Unnamed: 0,rownames,weight
count,30.0,30.0
mean,15.5,5.073
std,8.803408,0.701192
min,1.0,3.59
25%,8.25,4.55
50%,15.5,5.155
75%,22.75,5.53
max,30.0,6.31


## T-Test

A t-test is a statistical test used to compare the means of two groups and determine if their difference is statistically significant.  The t-test calculates a t-statistic, which is the difference between the group means divided by the variability in the data. There are some assumptions when using t-tests:

* Normality: The data (or differences in paired data) should be approximately normally distributed.
* Independence: Observations in each group must be independent (for independent t-tests).
* Equal Variance: For independent t-tests, the groups should have roughly equal variances.

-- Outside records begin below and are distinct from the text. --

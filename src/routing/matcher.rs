//! Endpoint path matching.
//!
//! # Responsibilities
//! - Decide whether a request path belongs to a registered endpoint
//! - Extract named template variables onto the connection on success
//!
//! # Design Decisions
//! - Exact matching is used unless the endpoint needs template variables
//! - Matching is case-sensitive and segment-based; no regex on the hot path
//! - Lookup across matchers is first-match-wins in registration order

use std::collections::HashMap;

use crate::dispatch::Connection;

/// Decides whether a request path belongs to one registered endpoint.
pub trait PathMatcher: Send + Sync {
    /// The registered pattern this matcher answers for.
    fn pattern(&self) -> &str;

    /// Returns true on a match. A successful templated match additionally
    /// stores the extracted variables on the connection for resolver use.
    fn match_and_extract(&self, path: &str, conn: &Connection) -> bool;
}

/// Byte-for-byte equality against a static path.
#[derive(Debug, Clone)]
pub struct ExactPathMatcher {
    pattern: String,
}

impl ExactPathMatcher {
    pub fn new(pattern: impl Into<String>) -> Self {
        Self { pattern: pattern.into() }
    }
}

impl PathMatcher for ExactPathMatcher {
    fn pattern(&self) -> &str {
        &self.pattern
    }

    fn match_and_extract(&self, path: &str, _conn: &Connection) -> bool {
        self.pattern == path
    }
}

#[derive(Debug, Clone, PartialEq, Eq)]
enum Segment {
    Literal(String),
    Var(String),
    Wildcard,
}

/// Segment-wise matching with `{name}` variables and `*` wildcards.
///
/// `/chat/{room}` matches `/chat/42` and stores `room=42` on the connection.
#[derive(Debug, Clone)]
pub struct TemplatePathMatcher {
    pattern: String,
    segments: Vec<Segment>,
}

impl TemplatePathMatcher {
    pub fn new(pattern: impl Into<String>) -> Self {
        let pattern = pattern.into();
        let segments = pattern
            .split('/')
            .filter(|s| !s.is_empty())
            .map(|s| {
                if s == "*" {
                    Segment::Wildcard
                } else if let Some(name) = s.strip_prefix('{').and_then(|s| s.strip_suffix('}')) {
                    Segment::Var(name.to_owned())
                } else {
                    Segment::Literal(s.to_owned())
                }
            })
            .collect();
        Self { pattern, segments }
    }
}

impl PathMatcher for TemplatePathMatcher {
    fn pattern(&self) -> &str {
        &self.pattern
    }

    fn match_and_extract(&self, path: &str, conn: &Connection) -> bool {
        let parts: Vec<&str> = path.split('/').filter(|s| !s.is_empty()).collect();
        if parts.len() != self.segments.len() {
            return false;
        }

        let mut vars = HashMap::new();
        for (segment, part) in self.segments.iter().zip(&parts) {
            match segment {
                Segment::Literal(lit) => {
                    if lit != part {
                        return false;
                    }
                }
                Segment::Var(name) => {
                    vars.insert(name.clone(), (*part).to_owned());
                }
                Segment::Wildcard => {}
            }
        }

        if !vars.is_empty() {
            conn.set_path_vars(vars);
        }
        true
    }
}
//! Endpoint declaration and registration subsystem.
//!
//! # Data Flow
//! ```text
//! HandlerSpec (declared methods, per level)
//!     → descriptor.rs (role resolution, override handling)
//!     → resolver.rs (parameter binding plan, first-match-wins)
//!     → HandlerDescriptor (immutable capability table)
//!     → shared via Arc with the dispatch layer
//! ```
//!
//! # Design Decisions
//! - Capability tables are computed once at registration, never per connection
//! - Registration failures are fatal: a spec that does not register never serves
//! - No runtime reflection; invoke bodies are type-erased closures

pub mod descriptor;
pub mod param;
pub mod resolver;
pub mod role;

pub use descriptor::{
    HandlerDescriptor, HandlerError, HandlerInstance, HandlerLevel, HandlerResult, HandlerSpec,
    MethodBinding, MethodDecl,
};
pub use param::{ArgValue, Args, ParamKind, ParamSpec, ScalarType};
pub use resolver::{ArgumentResolver, BindError, RawEvent};
pub use role::Role;

use thiserror::Error;

/// Errors raised while building an endpoint's capability table.
///
/// Every variant is a deployment defect in the handler declaration, so all of
/// them fail startup rather than being reported per connection.
#[derive(Debug, Error)]
pub enum RegistrationError {
    /// Two distinct (non-overriding) methods claim the same lifecycle role.
    #[error("duplicate {role} method: {duplicate:?} does not override {existing:?}")]
    DuplicateRole {
        role: Role,
        existing: String,
        duplicate: String,
    },

    /// A role-carrying method is not publicly invocable.
    #[error("handler method {0:?} carries a role but is not public")]
    NonPublicMethod(String),

    /// No resolver in the fixed chain accepts one of the declared parameters.
    #[error("no argument resolver matches parameter {index} of {method:?}")]
    UnresolvableParameter { method: String, index: usize },

    /// A role-carrying method was declared without an invoke body.
    #[error("handler method {0:?} carries a role but declares no invoke body")]
    MissingInvoke(String),

    /// Endpoint paths must be non-empty and start with a slash.
    #[error("invalid endpoint path {0:?}: must start with '/'")]
    InvalidPath(String),

    /// The same path was registered twice on one listener.
    #[error("path {0:?} is already registered on this listener")]
    DuplicatePath(String),
}
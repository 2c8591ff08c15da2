//! Configuration validation.
//!
//! # Responsibilities
//! - Semantic validation (serde handles syntactic)
//! - Validate value ranges (ports, frame limits, pool sizes)
//! - Detect listeners that would bind the same host/port twice
//!
//! # Design Decisions
//! - Returns all validation errors, not just first
//! - Validation is pure function: ServerConfig → Result<(), Vec<ValidationError>>
//! - Runs before config is accepted into the system

use std::collections::HashSet;
use std::fmt;

use crate::config::schema::ServerConfig;

/// A single semantic problem found in a configuration.
#[derive(Debug, Clone, PartialEq, Eq)]
pub struct ValidationError {
    pub field: String,
    pub message: String,
}

impl fmt::Display for ValidationError {
    fn fmt(&self, f: &mut fmt::Formatter<'_>) -> fmt::Result {
        write!(f, "{}: {}", self.field, self.message)
    }
}

fn error(field: impl Into<String>, message: impl Into<String>) -> ValidationError {
    ValidationError { field: field.into(), message: message.into() }
}

/// Validate a parsed configuration. Collects every problem found.
pub fn validate_config(config: &ServerConfig) -> Result<(), Vec<ValidationError>> {
    let mut errors = Vec::new();
    let mut binds = HashSet::new();

    for (i, endpoint) in config.endpoints.iter().enumerate() {
        let field = |name: &str| format!("endpoints[{i}].{name}");

        if endpoint.port == 0 {
            errors.push(error(field("port"), "port must be non-zero"));
        }
        if endpoint.host.trim().is_empty() {
            errors.push(error(field("host"), "host must not be empty"));
        }
        if endpoint.max_frame_payload == 0 {
            errors.push(error(field("max_frame_payload"), "frame payload limit must be positive"));
        }
        if endpoint.use_worker_pool && endpoint.worker_pool_threads == 0 {
            errors.push(error(
                field("worker_pool_threads"),
                "worker pool is enabled but sized to zero threads",
            ));
        }
        if let Some(tls) = &endpoint.tls {
            if tls.cert_path.trim().is_empty() {
                errors.push(error(field("tls.cert_path"), "certificate path must not be empty"));
            }
            if tls.key_path.trim().is_empty() {
                errors.push(error(field("tls.key_path"), "key path must not be empty"));
            }
        }
        if !binds.insert(endpoint.bind_key()) {
            errors.push(error(
                field("port"),
                format!("{}:{} is declared more than once", endpoint.host, endpoint.port),
            ));
        }
    }

    if errors.is_empty() {
        Ok(())
    } else {
        Err(errors)
    }
}
//! Structured logging.
//!
//! # Responsibilities
//! - Initialize the logging subsystem once at startup
//! - Configure log level from the environment

use tracing_subscriber::{layer::SubscriberExt, util::SubscriberInitExt};

/// Initialize the tracing subscriber. Falls back to a sensible default
/// filter when RUST_LOG is not set.
pub fn init() {
    tracing_subscriber::registry()
        .with(
            tracing_subscriber::EnvFilter::try_from_default_env()
                .unwrap_or_else(|_| "wsgate=debug,tower_http=debug".into()),
        )
        .with(tracing_subscriber::fmt::layer())
        .init();
}
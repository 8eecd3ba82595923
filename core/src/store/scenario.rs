use super::PlanStore;
use crate::{
    error::{PlanError, PlanResult},
    model::{
        AuditEvent, OverrideBaseMonthly, Scenario, ScenarioCoefficient, ScenarioStatus,
    },
    types::{FiscalYear, ScenarioId},
};
use rusqlite::params;

fn scenario_row_mapper(row: &rusqlite::Row<'_>) -> rusqlite::Result<Scenario> {
    Ok(Scenario {
        id: row.get(0)?,
        name: row.get(1)?,
        fy_start_year: row.get(2)?,
        status: ScenarioStatus::from_db(&row.get::<_, String>(3)?),
        description: row.get(4)?,
        source_scenario_id: row.get(5)?,
        created_at: row.get(6)?,
    })
}

const SCENARIO_COLUMNS: &str =
    "id, name, fy_start_year, status, description, source_scenario_id, created_at";

impl PlanStore {
    // ── Scenarios ──────────────────────────────────────────────

    pub fn insert_scenario(&self, scenario: &Scenario) -> PlanResult<()> {
        self.conn.execute(
            "INSERT INTO scenario (id, name, fy_start_year, status, description, source_scenario_id, created_at)
             VALUES (?1, ?2, ?3, ?4, ?5, ?6, ?7)",
            params![
                scenario.id,
                scenario.name,
                scenario.fy_start_year,
                scenario.status.as_str(),
                scenario.description.as_deref(),
                scenario.source_scenario_id.as_deref(),
                scenario.created_at,
            ],
        )?;
        Ok(())
    }

    pub fn scenario_by_id(&self, scenario_id: &str) -> PlanResult<Option<Scenario>> {
        let mut stmt = self
            .conn
            .prepare(&format!("SELECT {SCENARIO_COLUMNS} FROM scenario WHERE id = ?1"))?;
        let mut rows = stmt.query_map(params![scenario_id], scenario_row_mapper)?;
        rows.next().transpose().map_err(Into::into)
    }

    pub fn all_scenarios(&self) -> PlanResult<Vec<Scenario>> {
        let mut stmt = self.conn.prepare(&format!(
            "SELECT {SCENARIO_COLUMNS} FROM scenario ORDER BY created_at ASC"
        ))?;
        let rows = stmt.query_map([], scenario_row_mapper)?;
        rows.collect::<Result<Vec<_>, _>>().map_err(Into::into)
    }

    /// Fiscal year is immutable once created; only name/status/description move.
    pub fn set_scenario_status(&self, scenario_id: &str, status: ScenarioStatus) -> PlanResult<()> {
        self.conn.execute(
            "UPDATE scenario SET status = ?1 WHERE id = ?2",
            params![status.as_str(), scenario_id],
        )?;
        Ok(())
    }

    /// Clone a scenario into a new fiscal year: copies coefficients and
    /// overrides (retargeted to the new year) and records lineage via
    /// `source_scenario_id`. The clone starts as DRAFT.
    pub fn clone_scenario(
        &self,
        source_id: &str,
        new_name: &str,
        fy_start_year: FiscalYear,
        actor: &str,
    ) -> PlanResult<Scenario> {
        let source = self
            .scenario_by_id(source_id)?
            .ok_or_else(|| PlanError::ScenarioNotFound {
                scenario_id: source_id.to_string(),
            })?;

        let clone = Scenario {
            id: uuid::Uuid::new_v4().to_string(),
            name: new_name.to_string(),
            fy_start_year,
            status: ScenarioStatus::Draft,
            description: source.description.clone(),
            source_scenario_id: Some(source.id.clone()),
            created_at: chrono::Utc::now().to_rfc3339(),
        };
        self.insert_scenario(&clone)?;

        self.conn.execute(
            "INSERT INTO scenario_coefficient (scenario_id, variable_code, category_code, month_index, value)
             SELECT ?1, variable_code, category_code, month_index, value
             FROM scenario_coefficient WHERE scenario_id = ?2",
            params![clone.id, source.id],
        )?;
        self.conn.execute(
            "INSERT INTO override_base_monthly (scenario_id, channel_sku_key, fy_start_year, month_index, base_monthly_c9l, updated_at)
             SELECT ?1, channel_sku_key, ?2, month_index, base_monthly_c9l, updated_at
             FROM override_base_monthly WHERE scenario_id = ?3",
            params![clone.id, fy_start_year, source.id],
        )?;

        self.append_audit(&AuditEvent {
            id: uuid::Uuid::new_v4().to_string(),
            occurred_at: chrono::Utc::now().to_rfc3339(),
            actor: actor.to_string(),
            action: "CLONE".to_string(),
            summary: format!("Scenario cloned from '{}'", source.name),
            entity_type: Some("Scenario".to_string()),
            entity_id: Some(clone.id.clone()),
        })?;

        log::info!(
            "scenario '{}' cloned from '{}' into FY{fy_start_year}",
            clone.name,
            source.name
        );
        Ok(clone)
    }

    fn require_editable(&self, scenario_id: &str) -> PlanResult<()> {
        let scenario = self
            .scenario_by_id(scenario_id)?
            .ok_or_else(|| PlanError::ScenarioNotFound {
                scenario_id: scenario_id.to_string(),
            })?;
        if scenario.status == ScenarioStatus::Locked {
            return Err(PlanError::ScenarioLocked {
                name: scenario.name,
            });
        }
        Ok(())
    }

    // ── Coefficients ───────────────────────────────────────────

    pub fn upsert_coefficient(&self, coefficient: &ScenarioCoefficient) -> PlanResult<()> {
        self.require_editable(&coefficient.scenario_id)?;
        self.conn.execute(
            "INSERT INTO scenario_coefficient (scenario_id, variable_code, category_code, month_index, value)
             VALUES (?1, ?2, ?3, ?4, ?5)
             ON CONFLICT(scenario_id, variable_code, category_code, month_index)
             DO UPDATE SET value = ?5",
            params![
                coefficient.scenario_id,
                coefficient.variable_code,
                coefficient.category_code,
                coefficient.month_index,
                coefficient.value,
            ],
        )?;
        Ok(())
    }

    pub fn coefficients_for_scenario(
        &self,
        scenario_id: &ScenarioId,
    ) -> PlanResult<Vec<ScenarioCoefficient>> {
        let mut stmt = self.conn.prepare(
            "SELECT scenario_id, variable_code, category_code, month_index, value
             FROM scenario_coefficient WHERE scenario_id = ?1",
        )?;
        let rows = stmt.query_map(params![scenario_id], |row| {
            Ok(ScenarioCoefficient {
                scenario_id: row.get(0)?,
                variable_code: row.get(1)?,
                category_code: row.get(2)?,
                month_index: row.get(3)?,
                value: row.get(4)?,
            })
        })?;
        rows.collect::<Result<Vec<_>, _>>().map_err(Into::into)
    }

    // ── Overrides ──────────────────────────────────────────────

    pub fn upsert_override(&self, value: &OverrideBaseMonthly) -> PlanResult<()> {
        self.require_editable(&value.scenario_id)?;
        self.conn.execute(
            "INSERT INTO override_base_monthly
                (scenario_id, channel_sku_key, fy_start_year, month_index, base_monthly_c9l, updated_at)
             VALUES (?1, ?2, ?3, ?4, ?5, ?6)
             ON CONFLICT(scenario_id, channel_sku_key, fy_start_year, month_index)
             DO UPDATE SET base_monthly_c9l = ?5, updated_at = ?6",
            params![
                value.scenario_id,
                value.channel_sku_key,
                value.fy_start_year,
                value.month_index,
                value.base_monthly_c9l,
                chrono::Utc::now().to_rfc3339(),
            ],
        )?;
        Ok(())
    }

    pub fn overrides_for_scenario(
        &self,
        scenario_id: &ScenarioId,
    ) -> PlanResult<Vec<OverrideBaseMonthly>> {
        let mut stmt = self.conn.prepare(
            "SELECT scenario_id, channel_sku_key, fy_start_year, month_index, base_monthly_c9l
             FROM override_base_monthly WHERE scenario_id = ?1",
        )?;
        let rows = stmt.query_map(params![scenario_id], |row| {
            Ok(OverrideBaseMonthly {
                scenario_id: row.get(0)?,
                channel_sku_key: row.get(1)?,
                fy_start_year: row.get(2)?,
                month_index: row.get(3)?,
                base_monthly_c9l: row.get(4)?,
            })
        })?;
        rows.collect::<Result<Vec<_>, _>>().map_err(Into::into)
    }
}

Let's perform a t-test on the PlantGrowth data to determine whether there is a significant difference between the two treatment groups trt1 and trt2.

In [12]:
import scipy.stats as stats

df = pd.DataFrame(plant_data)

# find the weights for trt1 and trt2
trt1_weights = df[df['group'] == 'trt1']['weight']
trt2_weights = df[df['group'] == 'trt2']['weight']

# t-test between trt1 and trt2
t_statistic, p_value = stats.ttest_ind(trt1_weights, trt2_weights)

print(f"t-statistic: {t_statistic}")
print(f"p-value: {p_value}")

t-statistic: -3.0100985421243616
p-value: 0.0075184261182198574


The t-statistic: -3.01

This indicates that the mean plant weight in trt1 is 3.01 standard errors lower than in trt2.

p-value: 0.0075

Since the p-value is less than 0.05, we reject the null hypothesis and conclude there is a significant difference between the two groups.

Conclusion:

There is a statistically significant difference between trt1 and trt2, with trt1 having a lower mean plant weight than trt2.

## ANOVA

Let's perform ANOVA to determine whether there is a significant difference between the three treatment groups

In [18]:
from scipy import stats

# group the weights of each plant type
ctrl = plant_data[plant_data['group'] == 'ctrl']['weight']
trt1 = plant_data[plant_data['group'] == 'trt1']['weight']
trt2 = plant_data[plant_data['group'] == 'trt2']['weight']

# Perform one-way ANOVA
f_statistic, p_value = stats.f_oneway(ctrl, trt1, trt2)

# Output results
print(f"f-statistic: {f_statistic}")
print(f"p-value: {p_value}")


f-statistic: 4.846087862380136
p-value: 0.0159099583256229


Let's analyse the results.

F-statistic: 4.8461

The f-statistic is a ratio of the variance between the group means to the variance within the groups. 

A higher f-statistic generally suggests a larger difference between the group means relative to the variability within the groups.
The F-statistic of 4.8461 suggests that there is some evidence that the group means differ, but we need to look at the p-value to confirm if this difference is statistically significant.

The p-value is approx 0.016.

Since the p-value is less than 0.05, we reject the null hypothesis and conclude there is a significant difference between the two groups.

ANOVA is more appropriate than using several t-tests when analyzing more than 2 groups.

The reasons for this is as follows:

Type I error control: ANOVA controls the overall Type I error rate when comparing more than two groups, while multiple t-tests increase the likelihood of Type I errors as more tests are performed.

Efficiency: ANOVA allows for the simultaneous comparison of multiple groups in one test, whereas multiple t-tests become increasingly inefficient as the number of groups increases.

Comprehensive analysis: ANOVA tests for overall differences between all groups at once, while multiple t-tests only compare pairs of groups.

Post-hoc tests: After ANOVA, post-hoc tests can identify which specific groups differ, and these tests are designed to adjust for multiple comparisons, unlike t-tests which don't provide this built-in correction.